─── Extracted records

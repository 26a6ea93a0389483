//! WebSocket connection handlers.
//!
//! Each accepted socket runs two tasks: a relay loop that reads frames in
//! arrival order and hands them to [`RelayMessageUseCase`], and a pusher loop
//! that drains the connection's outbound queue onto the socket. When either
//! ends, the connection is torn down and its registry entry removed.
//!
//! [`RelayMessageUseCase`]: crate::usecase::RelayMessageUseCase

use std::{sync::Arc, time::Duration};

use axum::{
    extract::{
        Query, State,
        ws::{Message, WebSocket, WebSocketUpgrade},
    },
    http::{HeaderMap, StatusCode, header::ORIGIN},
    response::IntoResponse,
};
use futures_util::{
    sink::SinkExt,
    stream::{SplitSink, SplitStream, StreamExt},
};
use serde::Deserialize;
use tokio::sync::mpsc;

use crate::{
    config::FrameErrorPolicy,
    domain::{ClientId, ConnectionHandle, Outbound},
    ui::state::AppState,
    usecase::ConnectError,
};

/// How long a terminating connection may take to flush queued deliveries.
const CLOSE_FLUSH_TIMEOUT: Duration = Duration::from_secs(5);

/// Query parameters for WebSocket connection
#[derive(Debug, Deserialize)]
pub struct ConnectQuery {
    #[serde(rename = "userID")]
    pub user_id: Option<String>,
    pub token: Option<String>,
}

pub async fn websocket_handler(
    ws: WebSocketUpgrade,
    State(state): State<Arc<AppState>>,
    Query(query): Query<ConnectQuery>,
    headers: HeaderMap,
) -> Result<impl IntoResponse, StatusCode> {
    let origin = headers.get(ORIGIN).and_then(|v| v.to_str().ok());
    if !state.settings.is_origin_allowed(origin) {
        tracing::warn!(origin = ?origin, "Rejected WebSocket upgrade from disallowed origin");
        return Err(StatusCode::FORBIDDEN);
    }

    let client_id = state
        .connect_user_usecase
        .resolve_identity(state.settings.identity_mode, query.user_id, query.token)
        .map_err(|e| {
            tracing::warn!("Rejected WebSocket upgrade: {}", e);
            match e {
                ConnectError::MissingUserId
                | ConnectError::MissingToken
                | ConnectError::InvalidUserId(_) => StatusCode::BAD_REQUEST,
                ConnectError::Unauthorized(_) => StatusCode::UNAUTHORIZED,
            }
        })?;

    let failed_client_id = client_id.clone();
    Ok(ws
        .on_failed_upgrade(move |e| {
            tracing::warn!(user_id = %failed_client_id, "WebSocket upgrade failed: {}", e);
        })
        .on_upgrade(move |socket| handle_socket(socket, state, client_id)))
}

/// Drains `rx` onto the WebSocket until a close is requested or a write fails.
///
/// # Arguments
///
/// * `rx` - Outbound queue of this connection
/// * `sender` - WebSocket sink of this connection
///
/// # Returns
///
/// A `JoinHandle` for the spawned task
fn pusher_loop(
    mut rx: mpsc::UnboundedReceiver<Outbound>,
    mut sender: SplitSink<WebSocket, Message>,
) -> tokio::task::JoinHandle<()> {
    tokio::spawn(async move {
        while let Some(outbound) = rx.recv().await {
            match outbound {
                Outbound::Deliver(payload) => {
                    if let Err(e) = sender.send(Message::Text(payload.into())).await {
                        tracing::debug!("WebSocket write failed: {}", e);
                        break;
                    }
                }
                Outbound::Close => {
                    let _ = sender.send(Message::Close(None)).await;
                    break;
                }
            }
        }
    })
}

/// Reads frames in arrival order and relays them one at a time.
///
/// Returns when the socket fails or closes, or when a frame cannot be relayed
/// under [`FrameErrorPolicy::Terminate`].
async fn relay_loop(
    mut receiver: SplitStream<WebSocket>,
    state: Arc<AppState>,
    client_id: ClientId,
) {
    let policy = state.settings.frame_error_policy;

    while let Some(msg) = receiver.next().await {
        let msg = match msg {
            Ok(msg) => msg,
            Err(e) => {
                tracing::warn!(user_id = %client_id, "WebSocket read error: {}", e);
                break;
            }
        };

        let result = match &msg {
            Message::Text(text) => {
                tracing::debug!(user_id = %client_id, "Received frame: {}", text.as_str());
                state
                    .relay_message_usecase
                    .handle_frame(&client_id, text.as_str().as_bytes())
                    .await
            }
            Message::Binary(data) => {
                state
                    .relay_message_usecase
                    .handle_frame(&client_id, data.as_ref())
                    .await
            }
            Message::Close(_) => {
                tracing::info!(user_id = %client_id, "Client requested close");
                break;
            }
            // Ping/pong is handled automatically by the WebSocket protocol
            Message::Ping(_) | Message::Pong(_) => continue,
        };

        match result {
            Ok(outcome) => tracing::info!(
                user_id = %client_id,
                message_id = outcome.message.id.value(),
                delivered_to_receiver = outcome.delivered_to_receiver,
                echoed_to_sender = outcome.echoed_to_sender,
                "Message relayed"
            ),
            Err(e) => match policy {
                FrameErrorPolicy::Terminate => {
                    tracing::warn!(
                        user_id = %client_id,
                        transient = e.is_transient(),
                        "Terminating connection: {}",
                        e
                    );
                    break;
                }
                FrameErrorPolicy::Skip => {
                    tracing::warn!(
                        user_id = %client_id,
                        transient = e.is_transient(),
                        "Dropping frame: {}",
                        e
                    );
                }
            },
        }
    }
}

async fn handle_socket(socket: WebSocket, state: Arc<AppState>, client_id: ClientId) {
    let (handle, rx) = ConnectionHandle::channel();
    let connection_id = handle.id();

    // Connecting → Active
    state
        .connect_user_usecase
        .execute(client_id.clone(), handle.clone())
        .await;
    tracing::info!(user_id = %client_id, connection_id = %connection_id, "User connected");

    let (sender, receiver) = socket.split();
    let mut send_task = pusher_loop(rx, sender);
    let mut recv_task = tokio::spawn(relay_loop(receiver, state.clone(), client_id.clone()));

    // Active → Terminating
    let relay_ended = tokio::select! {
        _ = &mut recv_task => true,
        _ = &mut send_task => {
            recv_task.abort();
            false
        }
    };

    state
        .disconnect_user_usecase
        .execute(&client_id, connection_id)
        .await;

    if relay_ended {
        // Let already queued deliveries go out before the close frame.
        handle.close();
        if tokio::time::timeout(CLOSE_FLUSH_TIMEOUT, &mut send_task)
            .await
            .is_err()
        {
            send_task.abort();
        }
    }

    let remaining = state.disconnect_user_usecase.count_remaining().await;
    tracing::info!(
        user_id = %client_id,
        connection_id = %connection_id,
        remaining,
        "User disconnected"
    );
}
//! Domain layer: value objects, entities and the collaborator interfaces the
//! relay depends on.
//!
//! Concrete implementations live in the infrastructure layer.

pub mod auth;
pub mod entity;
pub mod error;
pub mod registry;
pub mod repository;
pub mod value_object;

pub use auth::{AuthenticatedUser, TokenVerifier};
pub use entity::{ConversationSummary, NewMessage, Principal, StoredMessage};
pub use error::{AuthError, ClientIdError, MessagePushError, RepositoryError, UserIdError};
pub use registry::{ConnectionHandle, ConnectionRegistry, Outbound};
pub use repository::{MessageRepository, UserRepository};
#[cfg(test)]
pub use repository::{MockMessageRepository, MockUserRepository};
pub use value_object::{ClientId, ConnectionId, MessageId, Timestamp, UserId};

──────

### Directions
With the line containing "pub async fn" as the last one, please set down exactly the lines of the records above from their very first line, and nothing more.

### Exercise response
repository 26a6ea93a0389483
//! WebSocket connection handlers.
//!
//! Each accepted socket runs two tasks: a relay loop that reads frames in
//! arrival order and hands them to [`RelayMessageUseCase`], and a pusher loop
//! that drains the connection's outbound queue onto the socket. When either
//! ends, the connection is torn down and its registry entry removed.
//!
//! [`RelayMessageUseCase`]: crate::usecase::RelayMessageUseCase

use std::{sync::Arc, time::Duration};

use axum::{
    extract::{
        Query, State,
        ws::{Message, WebSocket, WebSocketUpgrade},
    },
    http::{HeaderMap, StatusCode, header::ORIGIN},
    response::IntoResponse,
};
use futures_util::{
    sink::SinkExt,
    stream::{SplitSink, SplitStream, StreamExt},
};
use serde::Deserialize;
use tokio::sync::mpsc;

use crate::{
    config::FrameErrorPolicy,
    domain::{ClientId, ConnectionHandle, Outbound},
    ui::state::AppState,
    usecase::ConnectError,
};

/// How long a terminating connection may take to flush queued deliveries.
const CLOSE_FLUSH_TIMEOUT: Duration = Duration::from_secs(5);

/// Query parameters for WebSocket connection
#[derive(Debug, Deserialize)]
pub struct ConnectQuery {
    #[serde(rename = "userID")]
    pub user_id: Option<String>,
    pub token: Option<String>,
}

pub async fn websocket_handler(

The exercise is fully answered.